Преодолевая стыд, а может быть, пытаясь оставаться с ним столько, сколько сумеет, Ханс поддался любопытству. Это как-то чувствуется? прошептал он шарманщику в ухо. Казалось, что вопрос старику понравился. Чувствуется, сказал старик, оно пахнет, оно к тебе прикасается. Но особенно, кхэ, оно слышится. Ты входишь в него постепенно, как будто с кем-то чем-то меняешься. Но все очень медленно, кхэ, очень медленно, оно узнаваемо, понимаешь? оно приближается, и ты его слышишь, как будто снаружи замирает, кхэ… какой-то мрачный аккорд, и в нем есть ноты пронзительные, и ноты печальные, они все между собой в ладу, одни взмывают, другие опадают, кхэ, взмывают, опадают, разве ты не слышишь? не слышишь? не…?
Доктор Мюллер дважды прочистил горло. Ханс испуганно обернулся, вместо приветствия Мюллер снял шляпу. Я уж думал, что вы не придете, воскликнул Ханс, скорее умоляюще, чем укоризненно. К несчастью, ответил доктор, приходится навещать слишком много больных. Ханс промолчал и отодвинулся от постели больного. Доктор Мюллер встал на колени возле тюфяка, прослушал грудную клетку старика, измерил ему температуру, вложил в рот пилюлю. У него довольно сильный жар, сообщил Мюллер, но, похоже, ему лучше. Доктор, возразил Ханс, он потеет и дрожит! как ему может быть лучше? Сударь, возразил доктор Мюллер, вставая на ноги, я в своей жизни видел многих людей, проходивших через этот кризис, и я вас уверяю, что редко встречал кого-то, кто бы так мало страдал. Вот, смотрите. Пощупайте его запястье. Пульс у него спокойный, удивительно спокойный для такого скверного дыхания: кажется, он засыпает, смотрите, а? ну да! он уснул. Что ж, это самое лучшее, что он мог бы сделать. Ему требуется покой, полный покой. А теперь расслабьтесь, сударь, я дал ему снотворное. Отдохните вы тоже.
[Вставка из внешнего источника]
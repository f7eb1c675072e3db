//! Purchase receipts over SMTP.
//!
//! Uses lettre for delivery with Askama text and HTML templates.

use askama::Template;
use lettre::{
    AsyncSmtpTransport, AsyncTransport, Message, Tokio1Executor,
    message::{Mailbox, MultiPart, SinglePart, header::ContentType},
    transport::smtp::{Error as SmtpError, authentication::Credentials},
};
use secrecy::ExposeSecret;
use thiserror::Error;

use bazaar_core::Price;

use crate::config::EmailConfig;
use crate::db::orders::OrderDetail;

/// One receipt row, pre-formatted.
struct ReceiptLine {
    name: String,
    qty: i32,
    price: String,
}

/// Values shared by both receipt bodies.
struct Receipt {
    buyer_name: String,
    order_id: String,
    order_date: String,
    lines: Vec<ReceiptLine>,
    items_price: String,
    shipping_price: String,
    tax_price: String,
    total_price: String,
    payment_method: String,
    order_url: String,
}

impl Receipt {
    fn new(detail: &OrderDetail, storefront_url: &str) -> Self {
        let order = &detail.order;
        Self {
            buyer_name: detail.buyer_name.clone(),
            order_id: order.id.to_string(),
            order_date: order.created_at.format("%d %b %Y").to_string(),
            lines: order
                .lines
                .iter()
                .map(|line| ReceiptLine {
                    name: line.name.clone(),
                    qty: line.qty,
                    price: Price::pkr(line.price).to_string(),
                })
                .collect(),
            items_price: Price::pkr(order.totals.items_price).to_string(),
            shipping_price: Price::pkr(order.totals.shipping_price).to_string(),
            tax_price: Price::pkr(order.totals.tax_price).to_string(),
            total_price: Price::pkr(order.totals.total_price).to_string(),
            payment_method: order.payment_method.to_string(),
            order_url: format!("{}/order/{}", storefront_url.trim_end_matches('/'), order.id),
        }
    }
}

#[derive(Template)]
#[template(path = "email/purchase_receipt.html")]
struct PurchaseReceiptHtml<'a> {
    receipt: &'a Receipt,
}

#[derive(Template)]
#[template(path = "email/purchase_receipt.txt")]
struct PurchaseReceiptText<'a> {
    receipt: &'a Receipt,
}

/// Errors that can occur when sending mail.
#[derive(Debug, Error)]
pub enum MailError {
    #[error("SMTP error: {0}")]
    Smtp(#[from] SmtpError),

    #[error("Failed to build message: {0}")]
    MessageBuild(#[from] lettre::error::Error),

    #[error("Invalid email address: {0}")]
    InvalidAddress(String),

    #[error("Template error: {0}")]
    Template(#[from] askama::Error),
}

/// Transactional mail sender.
#[derive(Clone)]
pub struct EmailService {
    mailer: AsyncSmtpTransport<Tokio1Executor>,
    from_address: Mailbox,
    storefront_url: String,
}

impl EmailService {
    /// Create a new email service from configuration.
    ///
    /// Links in messages point at `storefront_url`.
    ///
    /// # Errors
    ///
    /// Returns `MailError` if the relay or sender address is invalid.
    pub fn new(config: &EmailConfig, storefront_url: &str) -> Result<Self, MailError> {
        let credentials = Credentials::new(
            config.smtp_username.clone(),
            config.smtp_password.expose_secret().to_string(),
        );

        let mailer = AsyncSmtpTransport::<Tokio1Executor>::starttls_relay(&config.smtp_host)?
            .port(config.smtp_port)
            .credentials(credentials)
            .build();

        let from_address = config
            .from_address
            .parse()
            .map_err(|_| MailError::InvalidAddress(config.from_address.clone()))?;

        Ok(Self {
            mailer,
            from_address,
            storefront_url: storefront_url.to_owned(),
        })
    }

    /// Send the purchase receipt for a paid order to its buyer.
    ///
    /// # Errors
    ///
    /// Returns `MailError` if rendering or delivery fails.
    pub async fn send_purchase_receipt(&self, detail: &OrderDetail) -> Result<(), MailError> {
        let (text, html) = render_receipt(detail, &self.storefront_url)?;
        let subject = format!("Order confirmation {}", detail.order.id);

        self.send_multipart_email(&detail.buyer_email, &subject, &text, &html)
            .await
    }

    /// Send a multipart email with both plain text and HTML versions.
    async fn send_multipart_email(
        &self,
        to: &str,
        subject: &str,
        text_body: &str,
        html_body: &str,
    ) -> Result<(), MailError> {
        let email = Message::builder()
            .from(self.from_address.clone())
            .to(to
                .parse()
                .map_err(|_| MailError::InvalidAddress(to.to_string()))?)
            .subject(subject)
            .multipart(
                MultiPart::alternative()
                    .singlepart(
                        SinglePart::builder()
                            .header(ContentType::TEXT_PLAIN)
                            .body(text_body.to_string()),
                    )
                    .singlepart(
                        SinglePart::builder()
                            .header(ContentType::TEXT_HTML)
                            .body(html_body.to_string()),
                    ),
            )?;

        self.mailer.send(email).await?;

        tracing::info!(to = %to, subject = %subject, "Email sent successfully");
        Ok(())
    }
}

/// Render the text and HTML receipt bodies.
fn render_receipt(detail: &OrderDetail, storefront_url: &str) -> Result<(String, String), MailError> {
    let receipt = Receipt::new(detail, storefront_url);
    let text = PurchaseReceiptText { receipt: &receipt }.render()?;
    let html = PurchaseReceiptHtml { receipt: &receipt }.render()?;
    Ok((text, html))
}

#[cfg(test)]
#[allow(clippy::unwrap_used)]
mod tests {
    use chrono::Utc;
    use rust_decimal::Decimal;

    use bazaar_core::{
        Order, OrderId, OrderLine, PaymentMethod, ProductId, ShippingAddress, Totals, UserId,
    };

    use super::*;

    fn detail() -> OrderDetail {
        OrderDetail {
            order: Order {
                id: OrderId::generate(),
                user_id: UserId::generate(),
                shipping_address: ShippingAddress {
                    full_name: "Sana <b>Mir</b>".to_owned(),
                    street_address: "12 Mall Road".to_owned(),
                    city: "Lahore".to_owned(),
                    postal_code: "54000".to_owned(),
                    country: "Pakistan".to_owned(),
                    phone: "03001234567".to_owned(),
                    lat: None,
                    lng: None,
                },
                payment_method: PaymentMethod::JazzCash,
                totals: Totals {
                    items_price: Decimal::new(300_000, 2),
                    shipping_price: Decimal::new(20_000, 2),
                    tax_price: Decimal::new(45_000, 2),
                    total_price: Decimal::new(365_000, 2),
                },
                is_paid: true,
                paid_at: Some(Utc::now()),
                is_delivered: false,
                delivered_at: None,
                created_at: Utc::now(),
                lines: vec![OrderLine {
                    line_no: 1,
                    product_id: ProductId::generate(),
                    name: "Khussa <Gold>".to_owned(),
                    slug: "khussa-gold".to_owned(),
                    image: "/images/khussa.jpg".to_owned(),
                    qty: 2,
                    price: Decimal::new(150_000, 2),
                }],
            },
            buyer_name: "Sana".to_owned(),
            buyer_email: "sana@example.com".to_owned(),
        }
    }

    #[test]
    fn test_receipt_lists_lines_and_total() {
        let detail = detail();
        let (text, html) = render_receipt(&detail, "https://shop.example.com/").unwrap();

        assert!(text.contains("2 x Khussa <Gold>"));
        assert!(text.contains("Rs 3650.00"));
        assert!(text.contains(&format!(
            "https://shop.example.com/order/{}",
            detail.order.id
        )));
        assert!(html.contains("Khussa &#60;Gold&#62;") || html.contains("Khussa &lt;Gold&gt;"));
        assert!(html.contains("JazzCash"));
    }
}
Прошла долгая неделя, наполненная слякотными часами. Здоровье обладает одним скользким свойством: его стремительное истощение неуловимо. В то время как болезнь, наоборот, сдерживает, останавливает время, которое сама же парадоксальным образом истребляет. Немощь наваливалась, расползалась по телу больного, втирала в него новые тени. Его конечности усохли. Кости обтягивала лишь прозрачная пленка. Когда жар доходил до своего апогея, руки его тряслись вдвое лихорадочней, выбрасывая в воздух зашифрованные узоры. Тем не менее казалось, что старик угасает с какой-то кроткой естественностью. Когда его не изматывали обмороки и тошнота, он даже мог приподняться на грязном тюфяке и пристально вглядывался во что-то скрытое в сосновой роще и еще дальше, за ее пределом. Тогда Франц, покидавший свой пост у постели хозяина только для того, чтобы поискать пропитание и справить среди деревьев нужду, тоже навострял треугольные уши и сосредотачивал взгляд. Слушаешь, Франц? поощрял его шарманщик, слышишь ветер?